### DATA SECTION

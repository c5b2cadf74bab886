//! Convert predicate values to types that sqlx can bind.

use chrono::NaiveDateTime;
use serde_json::Value;
use sqlx::encode::{Encode, IsNull};
use sqlx::postgres::{PgTypeInfo, Postgres};
use sqlx::Database;

/// A value that can be bound to a PostgreSQL query.
#[derive(Clone, Debug, PartialEq)]
pub enum PgBindValue {
    Null,
    Bool(bool),
    I64(i64),
    F64(f64),
    String(String),
    Uuid(uuid::Uuid),
    /// Date-range bounds, already normalized to day start/end.
    Timestamp(NaiveDateTime),
    Json(Value),
}

impl PgBindValue {
    pub fn from_json(v: &Value) -> Self {
        match v {
            Value::Null => PgBindValue::Null,
            Value::Bool(b) => PgBindValue::Bool(*b),
            Value::Number(n) => {
                if let Some(i) = n.as_i64() {
                    PgBindValue::I64(i)
                } else {
                    PgBindValue::F64(n.as_f64().unwrap_or(0.0))
                }
            }
            Value::String(s) => {
                if let Ok(u) = uuid::Uuid::parse_str(s) {
                    PgBindValue::Uuid(u)
                } else {
                    PgBindValue::String(s.clone())
                }
            }
            Value::Array(_) | Value::Object(_) => PgBindValue::Json(v.clone()),
        }
    }
}

impl From<&Value> for PgBindValue {
    fn from(v: &Value) -> Self {
        PgBindValue::from_json(v)
    }
}

impl<'q> Encode<'q, Postgres> for PgBindValue {
    fn encode_by_ref(
        &self,
        buf: &mut <Postgres as Database>::ArgumentBuffer<'q>,
    ) -> Result<IsNull, Box<dyn std::error::Error + Send + Sync>> {
        Ok(match self {
            PgBindValue::Null => <Option<i32> as Encode<Postgres>>::encode_by_ref(&None, buf)?,
            PgBindValue::Bool(b) => <bool as Encode<Postgres>>::encode_by_ref(b, buf)?,
            PgBindValue::I64(n) => <i64 as Encode<Postgres>>::encode_by_ref(n, buf)?,
            PgBindValue::F64(n) => <f64 as Encode<Postgres>>::encode_by_ref(n, buf)?,
            PgBindValue::String(s) => {
                let s_ref: &str = s.as_str();
                <&str as Encode<Postgres>>::encode_by_ref(&s_ref, buf)?
            }
            PgBindValue::Uuid(u) => {
                let u_str = u.to_string();
                <&str as Encode<Postgres>>::encode_by_ref(&u_str.as_str(), buf)?
            }
            PgBindValue::Timestamp(ts) => {
                let s = ts.format("%Y-%m-%d %H:%M:%S").to_string();
                <&str as Encode<Postgres>>::encode_by_ref(&s.as_str(), buf)?
            }
            PgBindValue::Json(v) => <serde_json::Value as Encode<Postgres>>::encode_by_ref(v, buf)?,
        })
    }
}

impl sqlx::Type<Postgres> for PgBindValue {
    fn type_info() -> PgTypeInfo {
        PgTypeInfo::with_name("TEXT")
    }
}

#[cfg(test)]
mod tests {
    use super::*;

    #[test]
    fn json_conversion() {
        assert_eq!(PgBindValue::from_json(&Value::Bool(true)), PgBindValue::Bool(true));
        assert_eq!(PgBindValue::from_json(&Value::from(42)), PgBindValue::I64(42));
        assert_eq!(
            PgBindValue::from_json(&Value::String("abc".into())),
            PgBindValue::String("abc".into())
        );
        let u = "7c9e6679-7425-40de-944b-e07fc1f90ae7";
        assert_eq!(
            PgBindValue::from_json(&Value::String(u.into())),
            PgBindValue::Uuid(uuid::Uuid::parse_str(u).unwrap())
        );
    }
}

######

Locate "PgBindValue::Json(v) => <serde_json::Value" in the material, then quote the line that contains it and all lines after it through the final one.

## TASK SOLUTION
            PgBindValue::Json(v) => <serde_json::Value as Encode<Postgres>>::encode_by_ref(v, buf)?,
        })
    }
}

impl sqlx::Type<Postgres> for PgBindValue {
    fn type_info() -> PgTypeInfo {
        PgTypeInfo::with_name("TEXT")
    }
}

#[cfg(test)]
mod tests {
    use super::*;

    #[test]
    fn json_conversion() {
        assert_eq!(PgBindValue::from_json(&Value::Bool(true)), PgBindValue::Bool(true));
        assert_eq!(PgBindValue::from_json(&Value::from(42)), PgBindValue::I64(42));
        assert_eq!(
            PgBindValue::from_json(&Value::String("abc".into())),
            PgBindValue::String("abc".into())
        );
        let u = "7c9e6679-7425-40de-944b-e07fc1f90ae7";
        assert_eq!(
            PgBindValue::from_json(&Value::String(u.into())),
            PgBindValue::Uuid(uuid::Uuid::parse_str(u).unwrap())
        );
    }
}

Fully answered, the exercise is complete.